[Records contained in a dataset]
━━━━━━━━━━

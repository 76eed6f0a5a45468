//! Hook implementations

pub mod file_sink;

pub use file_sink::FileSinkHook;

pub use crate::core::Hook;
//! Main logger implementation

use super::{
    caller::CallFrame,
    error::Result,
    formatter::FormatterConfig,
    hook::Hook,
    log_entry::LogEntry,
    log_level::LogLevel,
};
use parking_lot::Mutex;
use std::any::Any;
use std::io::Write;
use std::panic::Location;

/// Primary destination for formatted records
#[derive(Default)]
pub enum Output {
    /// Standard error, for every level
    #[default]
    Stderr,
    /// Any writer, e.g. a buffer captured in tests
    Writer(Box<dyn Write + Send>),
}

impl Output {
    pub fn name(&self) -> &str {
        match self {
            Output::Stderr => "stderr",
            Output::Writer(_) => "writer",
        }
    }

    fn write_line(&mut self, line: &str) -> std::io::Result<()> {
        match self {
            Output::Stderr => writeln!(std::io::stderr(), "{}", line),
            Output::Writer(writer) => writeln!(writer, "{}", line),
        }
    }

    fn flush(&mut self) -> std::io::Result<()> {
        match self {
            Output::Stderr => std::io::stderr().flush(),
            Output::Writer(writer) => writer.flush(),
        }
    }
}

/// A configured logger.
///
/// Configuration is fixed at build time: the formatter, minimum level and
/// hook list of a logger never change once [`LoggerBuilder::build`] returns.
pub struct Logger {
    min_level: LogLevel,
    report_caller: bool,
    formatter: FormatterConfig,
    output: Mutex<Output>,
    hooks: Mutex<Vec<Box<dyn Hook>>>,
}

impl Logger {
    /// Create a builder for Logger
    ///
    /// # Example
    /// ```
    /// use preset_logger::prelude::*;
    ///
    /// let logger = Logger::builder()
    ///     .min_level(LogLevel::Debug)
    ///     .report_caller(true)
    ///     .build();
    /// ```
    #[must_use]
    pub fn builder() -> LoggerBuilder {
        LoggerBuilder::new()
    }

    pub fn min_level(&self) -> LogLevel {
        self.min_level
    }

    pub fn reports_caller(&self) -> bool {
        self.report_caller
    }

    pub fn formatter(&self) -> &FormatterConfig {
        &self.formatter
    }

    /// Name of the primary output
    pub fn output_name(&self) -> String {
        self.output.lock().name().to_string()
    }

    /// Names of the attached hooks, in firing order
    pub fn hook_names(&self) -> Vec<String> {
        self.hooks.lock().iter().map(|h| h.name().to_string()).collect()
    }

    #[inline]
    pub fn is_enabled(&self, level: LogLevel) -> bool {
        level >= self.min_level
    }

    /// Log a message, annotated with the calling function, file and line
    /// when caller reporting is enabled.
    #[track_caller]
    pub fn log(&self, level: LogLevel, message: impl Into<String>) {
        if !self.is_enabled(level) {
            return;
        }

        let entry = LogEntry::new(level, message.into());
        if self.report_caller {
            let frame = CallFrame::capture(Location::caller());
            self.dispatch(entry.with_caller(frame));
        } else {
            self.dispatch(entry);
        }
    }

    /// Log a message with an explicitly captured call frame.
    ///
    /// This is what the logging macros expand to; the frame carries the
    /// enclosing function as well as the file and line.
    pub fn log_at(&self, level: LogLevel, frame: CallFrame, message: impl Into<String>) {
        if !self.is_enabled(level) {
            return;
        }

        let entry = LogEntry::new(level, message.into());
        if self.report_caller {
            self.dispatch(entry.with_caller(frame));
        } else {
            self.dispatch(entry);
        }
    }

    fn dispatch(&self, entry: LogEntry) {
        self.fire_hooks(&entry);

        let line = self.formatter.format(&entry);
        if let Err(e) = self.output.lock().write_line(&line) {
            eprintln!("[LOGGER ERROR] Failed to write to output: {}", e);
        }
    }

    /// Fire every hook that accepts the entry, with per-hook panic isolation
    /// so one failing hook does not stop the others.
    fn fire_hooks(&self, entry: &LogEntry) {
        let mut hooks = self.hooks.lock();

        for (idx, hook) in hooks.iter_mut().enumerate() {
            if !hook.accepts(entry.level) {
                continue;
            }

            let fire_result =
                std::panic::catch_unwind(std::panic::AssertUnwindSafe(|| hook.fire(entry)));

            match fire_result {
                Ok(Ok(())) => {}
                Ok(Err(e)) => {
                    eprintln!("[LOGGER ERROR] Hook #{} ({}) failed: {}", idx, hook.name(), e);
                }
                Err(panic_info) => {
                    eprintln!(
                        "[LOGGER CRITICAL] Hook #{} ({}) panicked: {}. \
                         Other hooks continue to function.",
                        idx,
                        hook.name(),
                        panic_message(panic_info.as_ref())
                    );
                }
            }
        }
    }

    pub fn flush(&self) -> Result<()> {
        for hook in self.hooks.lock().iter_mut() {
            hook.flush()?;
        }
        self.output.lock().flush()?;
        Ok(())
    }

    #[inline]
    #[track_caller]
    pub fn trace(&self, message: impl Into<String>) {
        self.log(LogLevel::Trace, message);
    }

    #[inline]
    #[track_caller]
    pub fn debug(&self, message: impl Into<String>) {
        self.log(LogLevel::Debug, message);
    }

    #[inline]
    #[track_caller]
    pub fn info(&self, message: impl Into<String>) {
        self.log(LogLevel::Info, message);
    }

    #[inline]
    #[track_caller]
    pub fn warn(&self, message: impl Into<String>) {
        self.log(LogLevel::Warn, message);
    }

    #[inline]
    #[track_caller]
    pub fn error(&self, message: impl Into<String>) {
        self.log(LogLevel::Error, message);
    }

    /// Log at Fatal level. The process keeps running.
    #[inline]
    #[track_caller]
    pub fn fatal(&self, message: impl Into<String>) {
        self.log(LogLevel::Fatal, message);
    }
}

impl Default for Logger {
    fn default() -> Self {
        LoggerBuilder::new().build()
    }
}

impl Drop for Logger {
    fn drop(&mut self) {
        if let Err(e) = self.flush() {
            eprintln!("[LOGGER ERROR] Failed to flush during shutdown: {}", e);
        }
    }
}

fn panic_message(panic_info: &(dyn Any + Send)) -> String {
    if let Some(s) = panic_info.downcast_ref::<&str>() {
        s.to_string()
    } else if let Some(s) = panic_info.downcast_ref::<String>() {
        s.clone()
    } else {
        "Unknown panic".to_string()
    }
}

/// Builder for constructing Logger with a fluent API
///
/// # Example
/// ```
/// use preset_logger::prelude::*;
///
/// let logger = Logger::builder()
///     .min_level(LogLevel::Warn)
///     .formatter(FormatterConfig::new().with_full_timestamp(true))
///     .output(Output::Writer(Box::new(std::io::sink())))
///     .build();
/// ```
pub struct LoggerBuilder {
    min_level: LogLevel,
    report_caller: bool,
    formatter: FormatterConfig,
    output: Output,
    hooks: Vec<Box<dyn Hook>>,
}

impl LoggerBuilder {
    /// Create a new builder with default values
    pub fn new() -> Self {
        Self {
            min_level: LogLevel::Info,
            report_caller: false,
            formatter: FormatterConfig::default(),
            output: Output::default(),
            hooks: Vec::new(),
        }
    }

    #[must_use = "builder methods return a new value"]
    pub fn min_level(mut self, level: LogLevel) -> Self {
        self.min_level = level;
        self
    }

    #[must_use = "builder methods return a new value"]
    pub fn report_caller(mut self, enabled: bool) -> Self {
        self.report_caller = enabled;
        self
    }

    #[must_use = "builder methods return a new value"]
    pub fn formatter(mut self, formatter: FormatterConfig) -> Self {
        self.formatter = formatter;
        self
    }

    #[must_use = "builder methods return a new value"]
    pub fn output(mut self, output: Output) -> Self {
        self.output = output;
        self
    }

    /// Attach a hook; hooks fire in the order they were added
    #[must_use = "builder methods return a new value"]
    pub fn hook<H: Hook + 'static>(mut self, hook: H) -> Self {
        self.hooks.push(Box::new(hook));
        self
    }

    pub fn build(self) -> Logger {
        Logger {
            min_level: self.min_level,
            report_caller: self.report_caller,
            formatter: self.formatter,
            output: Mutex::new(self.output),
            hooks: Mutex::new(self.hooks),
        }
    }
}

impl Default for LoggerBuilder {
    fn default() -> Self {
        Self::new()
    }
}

━━━━━━━━━━

• What you have to do
Say, as a single number, how many lines of the records hold the word "else".

• Your response
4